HDR Student Research Impact Prize Winner Dr Sarah Fraser ‘enhancing quality and safety in healthcare for Aboriginal and Torres Strait Islander children and families’

A disjuncture of world views: manifestation in burns care for Aboriginal and Torres Strait Islander children in Australia

This research has made a positive and beneficial difference for Aboriginal and Torres Strait Islander children and families accessing the health care system.

 

Your research and what does winning this award mean to you?

It provides reassurance that my research was well executed and made a difference.

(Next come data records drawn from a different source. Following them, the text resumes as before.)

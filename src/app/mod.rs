// Application layer - Use case interactors

use std::path::Path;

use crate::domain::errors::DomainError;
use crate::domain::model::OverwritePolicy;
use crate::ports::FsPort;

pub mod container;
pub mod couple_interactor;
pub mod inspect_interactor;
pub mod roughness_interactor;
pub mod shear_grid_interactor;
pub mod succession_interactor;

// Re-export interactors
pub use couple_interactor::{CoupleInteractor, CoupleResponse};
pub use inspect_interactor::{InspectInteractor, InspectResponse};
pub use roughness_interactor::{RoughnessInteractor, RoughnessResponse};
pub use shear_grid_interactor::{ShearGridInteractor, ShearGridResponse};
pub use succession_interactor::{SuccessionInteractor, SuccessionResponse};

/// Fail with `FileNotFound` for the first missing input
pub(crate) async fn ensure_inputs_exist(
    fs_port: &dyn FsPort,
    inputs: &[(&str, &Path)],
) -> Result<(), DomainError> {
    for (label, path) in inputs {
        if !fs_port.file_exists(path).await? {
            return Err(DomainError::FileNotFound(format!(
                "{} input {}",
                label,
                path.display()
            )));
        }
    }
    Ok(())
}

/// Refuse to start when an output exists and overwriting is off
pub(crate) async fn ensure_output_writable(
    fs_port: &dyn FsPort,
    output: &Path,
    overwrite: OverwritePolicy,
) -> Result<(), DomainError> {
    if overwrite == OverwritePolicy::Never
        && fs_port.file_exists(output).await?
    {
        return Err(DomainError::OutputExists(output.display().to_string()));
    }
    fs_port.ensure_parent_dir(output).await
}

/// Run CPU-bound work on the blocking pool
pub(crate) async fn run_blocking<F, T>(task: F) -> Result<T, DomainError>
where
    F: FnOnce() -> Result<T, DomainError> + Send + 'static,
    T: Send + 'static,
{
    tokio::task::spawn_blocking(task)
        .await
        .map_err(|e| DomainError::Internal(format!("worker task failed: {}", e)))?
}
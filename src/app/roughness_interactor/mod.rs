// Roughness interactor - Vegetation map to Manning n map

use std::path::PathBuf;
use std::sync::Arc;

use serde::Serialize;

use crate::app::{ensure_inputs_exist, ensure_output_writable, run_blocking};
use crate::config_initialization::RunSettings;
use crate::domain::errors::*;
use crate::domain::model::*;
use crate::domain::rules;
use crate::ports::*;

/// Interactor producing the D-FLOW roughness input
pub struct RoughnessInteractor {
    raster_port: Arc<dyn RasterPort>,
    landscape_port: Arc<dyn LandscapePort>,
    fs_port: Arc<dyn FsPort>,
    config_port: Arc<dyn ConfigPort>,
    log_port: Arc<dyn LogPort>,
}

impl RoughnessInteractor {
    /// Create new roughness interactor with injected ports
    pub fn new(
        raster_port: Arc<dyn RasterPort>,
        landscape_port: Arc<dyn LandscapePort>,
        fs_port: Arc<dyn FsPort>,
        config_port: Arc<dyn ConfigPort>,
        log_port: Arc<dyn LogPort>,
    ) -> Self {
        Self {
            raster_port,
            landscape_port,
            fs_port,
            config_port,
            log_port,
        }
    }

    pub async fn execute(&self, request: RoughnessRequest) -> Result<RoughnessResponse, DomainError> {
        let settings = RunSettings::resolve(self.config_port.as_ref()).await?;

        self.log_port
            .info(&format!(
                "Converting vegetation map to roughness: {}",
                request.vegetation.display()
            ))
            .await;

        ensure_inputs_exist(
            self.fs_port.as_ref(),
            &[
                ("vegetation", request.vegetation.as_path()),
                ("landscape", request.landscape.as_path()),
            ],
        )
        .await?;
        ensure_output_writable(self.fs_port.as_ref(), &request.output, settings.overwrite).await?;

        let (vegetation, table) = tokio::try_join!(
            self.raster_port.read_grid(&request.vegetation),
            self.landscape_port
                .read_landscape(&request.landscape, settings.landscape_sheet.as_deref()),
        )?;

        let grid = run_blocking(move || rules::roughness(&vegetation, &table)).await?;
        let stats = grid.stats();

        self.raster_port
            .write_grid(&grid, &request.output, settings.overwrite)
            .await?;

        self.log_port
            .info(&format!(
                "Roughness map written: {} valid cells. Output: {}",
                stats.valid_cells,
                request.output.display()
            ))
            .await;

        Ok(RoughnessResponse {
            output: request.output,
            valid_cells: stats.valid_cells,
            nodata_cells: stats.nodata_cells,
        })
    }
}

/// Response from a roughness conversion
#[derive(Debug, Clone, PartialEq, Eq, Serialize)]
pub struct RoughnessResponse {
    pub output: PathBuf,
    pub valid_cells: usize,
    pub nodata_cells: usize,
}
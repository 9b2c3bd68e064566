// Succession interactor - Orchestrates one CASiMiR succession step

use std::path::PathBuf;
use std::sync::Arc;

use serde::Serialize;

use crate::app::{ensure_inputs_exist, ensure_output_writable, run_blocking};
use crate::config_initialization::RunSettings;
use crate::domain::errors::*;
use crate::domain::model::*;
use crate::domain::rules::{self, SuccessionSummary};
use crate::ports::*;

/// Interactor for the succession use case (shear given as a grid)
pub struct SuccessionInteractor {
    raster_port: Arc<dyn RasterPort>,
    landscape_port: Arc<dyn LandscapePort>,
    fs_port: Arc<dyn FsPort>,
    config_port: Arc<dyn ConfigPort>,
    log_port: Arc<dyn LogPort>,
}

impl SuccessionInteractor {
    /// Create new succession interactor with injected ports
    pub fn new(
        raster_port: Arc<dyn RasterPort>,
        landscape_port: Arc<dyn LandscapePort>,
        fs_port: Arc<dyn FsPort>,
        config_port: Arc<dyn ConfigPort>,
        log_port: Arc<dyn LogPort>,
    ) -> Self {
        Self {
            raster_port,
            landscape_port,
            fs_port,
            config_port,
            log_port,
        }
    }

    /// Execute one succession step and write the updated vegetation map
    pub async fn execute(&self, request: SuccessionRequest) -> Result<SuccessionResponse, DomainError> {
        let settings = RunSettings::resolve(self.config_port.as_ref()).await?;

        self.log_port
            .info(&format!(
                "Starting succession for vegetation map: {}",
                request.vegetation.display()
            ))
            .await;

        ensure_inputs_exist(
            self.fs_port.as_ref(),
            &[
                ("vegetation", request.vegetation.as_path()),
                ("zone", request.zones.as_path()),
                ("shear", request.shear.as_path()),
                ("landscape", request.landscape.as_path()),
            ],
        )
        .await?;
        ensure_output_writable(self.fs_port.as_ref(), &request.output, settings.overwrite).await?;

        let (vegetation, zones, shear, table) = tokio::try_join!(
            self.raster_port.read_grid(&request.vegetation),
            self.raster_port.read_grid(&request.zones),
            self.raster_port.read_grid(&request.shear),
            self.landscape_port
                .read_landscape(&request.landscape, settings.landscape_sheet.as_deref()),
        )?;
        self.log_port
            .debug(&format!(
                "Inputs loaded: {}x{} grid, {} vegetation codes",
                vegetation.header.ncols,
                vegetation.header.nrows,
                table.len()
            ))
            .await;

        let outcome =
            run_blocking(move || rules::succession(&vegetation, &zones, &shear, &table)).await?;

        self.raster_port
            .write_grid(&outcome.grid, &request.output, settings.overwrite)
            .await?;

        let summary = outcome.summary;
        if summary.unzoned_resets > 0 {
            self.log_port
                .warn(&format!(
                    "{} scoured cells have no zone and were set to NODATA",
                    summary.unzoned_resets
                ))
                .await;
        }
        self.log_port
            .info(&format!(
                "Succession completed: {} reset, {} aged. Output: {}",
                summary.reset_cells,
                summary.aged_cells,
                request.output.display()
            ))
            .await;

        Ok(SuccessionResponse {
            output: request.output,
            summary,
        })
    }
}

/// Response from a succession step
#[derive(Debug, Clone, PartialEq, Serialize)]
pub struct SuccessionResponse {
    pub output: PathBuf,
    pub summary: SuccessionSummary,
}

The results of my PhD research have impacted far and wide. The most notable and prominent impact was when Paediatric Burn Surgeon Professor Warwick Teague (Director, Trauma Service & Academic Paediatric Surgeon at The Royal Children’s Hospital, Melbourne) pronounced my research as the most important to his role in the 2018 year.
Professor Teague publically declared this at the 42nd Annual Scientific Meeting of the Australia and New Zealand Burn Association.
Another example of the reach of my research is the publication ‘Burns injury models of care: a review of quality and cultural safety for care of Indigenous children’ https://doi.org/10.1016/j.burns.2017.10.013, that had an immediate impact at one tertiary pediatric health services in Australia who invited me to contribute to the review and update of their model of care.
The potential translation of my research is further enhanced through it being part of a large NHMRC funded project.  As a direct result of this multilayered and multidisciplinary project, my research results were presented at a national Policy Roundtable in March 2020. This has enabled real change in policy regarding burn care for Aboriginal and Torres Strait Islander children and ultimately improve the health outcomes of these children.

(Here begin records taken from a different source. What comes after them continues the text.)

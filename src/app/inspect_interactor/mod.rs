// Inspect interactor - Orchestrates grid inspection use case

use std::fmt::Write as _;
use std::path::PathBuf;
use std::sync::Arc;

use serde::Serialize;

use crate::app::ensure_inputs_exist;
use crate::domain::errors::*;
use crate::domain::model::*;
use crate::ports::*;

/// Interactor for grid inspection use case
pub struct InspectInteractor {
    raster_port: Arc<dyn RasterPort>,
    fs_port: Arc<dyn FsPort>,
    log_port: Arc<dyn LogPort>,
}

impl InspectInteractor {
    /// Create new inspect interactor with injected ports
    pub fn new(
        raster_port: Arc<dyn RasterPort>,
        fs_port: Arc<dyn FsPort>,
        log_port: Arc<dyn LogPort>,
    ) -> Self {
        Self {
            raster_port,
            fs_port,
            log_port,
        }
    }

    /// Read a grid and summarise it
    pub async fn execute(&self, request: InspectRequest) -> Result<InspectResponse, DomainError> {
        self.log_port
            .info(&format!("Inspecting grid: {}", request.input.display()))
            .await;

        ensure_inputs_exist(self.fs_port.as_ref(), &[("grid", request.input.as_path())]).await?;

        let grid = self.raster_port.read_grid(&request.input).await?;
        let stats = grid.stats();
        if stats.valid_cells == 0 {
            self.log_port.warn("Grid contains only NODATA cells").await;
        }

        self.log_port
            .debug(&format!(
                "Grid inspected: {} valid, {} NODATA",
                stats.valid_cells, stats.nodata_cells
            ))
            .await;

        Ok(InspectResponse {
            file: request.input,
            header: grid.header,
            stats,
        })
    }
}

/// Response from grid inspection
#[derive(Debug, Clone, PartialEq, Serialize)]
pub struct InspectResponse {
    pub file: PathBuf,
    pub header: GridHeader,
    pub stats: GridStats,
}

impl InspectResponse {
    /// Format as pretty-printed JSON
    pub fn to_json(&self) -> Result<String, DomainError> {
        serde_json::to_string_pretty(self)
            .map_err(|e| DomainError::Internal(format!("JSON serialization failed: {}", e)))
    }

    /// Format as human-readable text
    pub fn to_text(&self) -> String {
        let h = &self.header;
        let s = &self.stats;
        let mut output = String::new();

        let _ = writeln!(output, "Grid: {}", self.file.display());
        let _ = writeln!(output, "  Size: {} cols x {} rows", h.ncols, h.nrows);
        let _ = writeln!(output, "  Lower-left corner: ({}, {})", h.xllcorner, h.yllcorner);
        let _ = writeln!(output, "  Cell size: {}", h.cellsize);
        let _ = writeln!(output, "  NODATA value: {}", h.nodata_value);
        let _ = writeln!(output, "  Valid cells: {}", s.valid_cells);
        let _ = writeln!(output, "  NODATA cells: {}", s.nodata_cells);

        if let (Some(min), Some(max), Some(mean)) = (s.min, s.max, s.mean) {
            let _ = writeln!(output, "  Range: {} .. {} (mean {:.4})", min, max, mean);
        }
        if !s.distinct_values.is_empty() {
            let codes: Vec<String> = s.distinct_values.iter().map(|c| c.to_string()).collect();
            let more = if s.distinct_truncated { ", ..." } else { "" };
            let _ = writeln!(output, "  Integral values: {}{}", codes.join(", "), more);
        }

        output
    }
}

#[cfg(test)]
mod tests {
    use super::*;

    fn response() -> InspectResponse {
        let header = GridHeader::new(2, 1, 10.0, 20.0, 5.0, DEFAULT_NODATA).unwrap();
        let grid = AsciiGrid::new(header, vec![3.0, -9999.0]).unwrap();
        InspectResponse {
            file: PathBuf::from("veg.asc"),
            stats: grid.stats(),
            header: grid.header,
        }
    }

    #[test]
    fn test_text_summary() {
        let text = response().to_text();
        assert!(text.contains("Size: 2 cols x 1 rows"));
        assert!(text.contains("NODATA cells: 1"));
        assert!(text.contains("Integral values: 3"));
    }

    #[test]
    fn test_json_uses_esri_header_names() {
        let json: serde_json::Value = serde_json::from_str(&response().to_json().unwrap()).unwrap();
        assert_eq!(json["header"]["ncols"], 2);
        assert_eq!(json["header"]["NODATA_value"], -9999.0);
        assert_eq!(json["stats"]["valid_cells"], 1);
    }
}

The five accepted (and two currently under review) publications in national and international peer reviewed journal will support this change in policy.
My research has been recognised both nationally and internationally at conferences and through being awarded best presentation at a 42nd Annual Scientific Meeting of the Australia and New Zealand Burn Association.

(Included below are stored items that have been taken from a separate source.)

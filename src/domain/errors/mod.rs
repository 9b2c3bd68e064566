// Domain errors - Error types for the domain layer

use thiserror::Error;

/// Domain-specific error types
#[derive(Error, Debug, Clone, PartialEq)]
pub enum DomainError {
    /// Invalid arguments provided
    #[error("Bad arguments: {0}")]
    BadArgs(String),

    /// Input file not found
    #[error("File not found: {0}")]
    FileNotFound(String),

    /// Malformed grid or table content
    #[error("Invalid format: {0}")]
    InvalidFormat(String),

    /// Grids that must share a shape do not
    #[error("Grid mismatch: {0}")]
    GridMismatch(String),

    /// Vegetation codes absent from the landscape table
    #[error("Vegetation codes missing from landscape table: {}", format_codes(.0))]
    MissingCodes(Vec<i64>),

    /// A required landscape table column is absent
    #[error("Landscape table has no '{0}' column")]
    MissingColumn(String),

    /// Landscape table could not be interpreted
    #[error("Landscape table error: {0}")]
    Landscape(String),

    /// D-FLOW mesh output could not be read
    #[error("Mesh error: {0}")]
    Mesh(String),

    /// Too few usable mesh points to triangulate
    #[error("Insufficient mesh: {0}")]
    InsufficientMesh(String),

    /// Output file exists and overwrite is disabled
    #[error("Output file already exists: {0}")]
    OutputExists(String),

    /// File system operation failed
    #[error("File system error: {0}")]
    FsFail(String),

    /// Configuration is invalid
    #[error("Configuration error: {0}")]
    Config(String),

    /// Internal error
    #[error("Internal error: {0}")]
    Internal(String),
}

fn format_codes(codes: &[i64]) -> String {
    codes
        .iter()
        .map(|c| c.to_string())
        .collect::<Vec<_>>()
        .join(", ")
}
// Domain layer - Core model, succession rules and mesh regridding

pub mod errors;
pub mod model;
pub mod regrid;
pub mod rules;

I was also invited to present two publications at the Congress of the International Society for Burn Injuries. This was held in India in November 2018. I was awarded three Best HDR student publications throughout the duration of my candidature. My thesis received high recommendations and recognition from the examiners. One examiner said: “The findings will be useful in improving the cultural safety and quality of burns care for Aboriginal and Torres Strait Islander children and families by challenging institutional racism and colonial ideologies within existing healthcare systems”.
Another very unique aspect of my research project was the methodology I engaged. My intense immersion in this research using Interface research methodology that cuts across both Western biomedical and Indigenous knowledge paradigm will support the work of other non-Indigenous researchers doing research with and for Indigenous people.

The potential impact of providing a documented account of a relatively unique methodology and exceptional example of adherence to sound ethical research principles is significant.

Insights of your time at Flinders University and where are you now?

I choose to study a PhD to support improvements in healthcare for Aboriginal and Torres Strait Islander children and families and to learn new skills in research, healthcare and culture. My advice for current or prospective PhD students is have something that you love to do (that is not related to your research) and engage with it. every. single. day. Mine was running.

Having access to experienced and highly skilled support individuals and structures that made my PhD even better. I chose to have four supervisors based on an explicit skill set. The skills reflected the intent and processes embedded in my research. They were deliberate and specific choices and I used each supervisor for their advanced skills and knowledge. I met with them as a group monthly, and individually fortnightly.

The impact of the research on professional and personal growth has been transformative.
Furthermore and most importantly, I have received numerous accounts of compliments from many of my Aboriginal colleagues.

Since being awarded my PhD, I have been successful in winning the position of Manager of the Quality Systems Teams at the Aboriginal Health Council of South Australia. https://ahcsa.org.au/staff/

I hope this will facilitate the ongoing impact and translation of my research into real outcomes for Aboriginal and Torres Strait Islander children.

I aim to work in strategic health policy for state or federal government in the future.